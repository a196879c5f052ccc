// Copyright (c) 2025 Kirky.X
//
// Licensed under the MIT License
// See LICENSE file in the project root for full license information.

use crate::config::settings::Settings;
use crate::domain::repositories::api_key_repository::ApiKeyRepository;
use crate::domain::repositories::favorite_repository::FavoriteRepository;
use crate::domain::repositories::patron_repository::PatronRepository;
use crate::domain::repositories::song_repository::SongRepository;
use crate::domain::repositories::song_request_repository::SongRequestRepository;
use crate::domain::repositories::state_repository::StateRepository;
use crate::domain::repositories::user_repository::UserRepository;
use crate::domain::repositories::venue_repository::VenueRepository;
use crate::domain::services::auth_service::AuthService;
use crate::domain::services::favorite_service::FavoriteService;
use crate::domain::services::openkj_service::{OpenKjAlert, OpenKjService};
use crate::domain::services::request_service::RequestService;
use crate::domain::services::serial_counter::SerialCounter;
use crate::domain::services::song_service::SongService;
use crate::domain::services::venue_service::VenueService;
use crate::infrastructure::repositories::{
    api_key_repo_impl::ApiKeyRepoImpl, favorite_repo_impl::FavoriteRepoImpl,
    patron_repo_impl::PatronRepoImpl, song_repo_impl::SongRepoImpl,
    song_request_repo_impl::SongRequestRepoImpl, state_repo_impl::StateRepoImpl,
    user_repo_impl::UserRepoImpl, venue_repo_impl::VenueRepoImpl,
};
use crate::infrastructure::security::jwt::TokenService;
use config::ConfigError;
use sea_orm::DatabaseConnection;
use std::sync::Arc;

/// 全部仓库的集合
#[derive(Clone)]
pub struct Repositories {
    pub venues: Arc<dyn VenueRepository>,
    pub requests: Arc<dyn SongRequestRepository>,
    pub songs: Arc<dyn SongRepository>,
    pub users: Arc<dyn UserRepository>,
    pub api_keys: Arc<dyn ApiKeyRepository>,
    pub patrons: Arc<dyn PatronRepository>,
    pub favorites: Arc<dyn FavoriteRepository>,
    pub state: Arc<dyn StateRepository>,
}

impl Repositories {
    /// 基于 PostgreSQL 连接创建仓库
    pub fn postgres(db: Arc<DatabaseConnection>) -> Self {
        Self {
            venues: Arc::new(VenueRepoImpl::new(db.clone())),
            requests: Arc::new(SongRequestRepoImpl::new(db.clone())),
            songs: Arc::new(SongRepoImpl::new(db.clone())),
            users: Arc::new(UserRepoImpl::new(db.clone())),
            api_keys: Arc::new(ApiKeyRepoImpl::new(db.clone())),
            patrons: Arc::new(PatronRepoImpl::new(db.clone())),
            favorites: Arc::new(FavoriteRepoImpl::new(db.clone())),
            state: Arc::new(StateRepoImpl::new(db)),
        }
    }

    #[cfg(test)]
    pub fn in_memory(
        store: Arc<crate::domain::repositories::in_memory::InMemoryStore>,
    ) -> Self {
        Self {
            venues: store.clone(),
            requests: store.clone(),
            songs: store.clone(),
            users: store.clone(),
            api_keys: store.clone(),
            patrons: store.clone(),
            favorites: store.clone(),
            state: store,
        }
    }
}

/// 路由使用的全部领域服务
#[derive(Clone)]
pub struct AppServices {
    pub openkj: Arc<OpenKjService>,
    pub songs: Arc<SongService>,
    pub requests: Arc<RequestService>,
    pub venues: Arc<VenueService>,
    pub auth: Arc<AuthService>,
    pub favorites: Arc<FavoriteService>,
    pub serial: SerialCounter,
}

impl AppServices {
    /// 装配服务
    ///
    /// # 参数
    ///
    /// * `repos` - 仓库集合
    /// * `tokens` - JWT 令牌服务
    /// * `alert` - OpenKJ `getAlert` 提示
    pub fn new(repos: &Repositories, tokens: TokenService, alert: OpenKjAlert) -> Self {
        let serial = SerialCounter::new(repos.state.clone());
        Self {
            openkj: Arc::new(OpenKjService::new(
                repos.api_keys.clone(),
                repos.users.clone(),
                repos.venues.clone(),
                repos.requests.clone(),
                repos.songs.clone(),
                serial.clone(),
                alert,
            )),
            songs: Arc::new(SongService::new(repos.songs.clone())),
            requests: Arc::new(RequestService::new(
                repos.venues.clone(),
                repos.requests.clone(),
                serial.clone(),
            )),
            venues: Arc::new(VenueService::new(repos.venues.clone())),
            auth: Arc::new(AuthService::new(
                repos.users.clone(),
                repos.patrons.clone(),
                tokens,
            )),
            favorites: Arc::new(FavoriteService::new(
                repos.favorites.clone(),
                repos.songs.clone(),
            )),
            serial,
        }
    }

    /// 按配置装配服务
    pub fn from_settings(repos: &Repositories, settings: &Settings) -> Result<Self, ConfigError> {
        let tokens = TokenService::new(&settings.auth.jwt_secret, settings.auth.token_ttl()?);
        let alert = OpenKjAlert::new(
            settings.openkj.alert_title.clone(),
            settings.openkj.alert_message.clone(),
        );
        Ok(Self::new(repos, tokens, alert))
    }
}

» **WHAT IS REQUIRED**
Find every line with "ConfigError" in the listing and state how many there are, nothing else.

» **WRITTEN RESPONSE**
2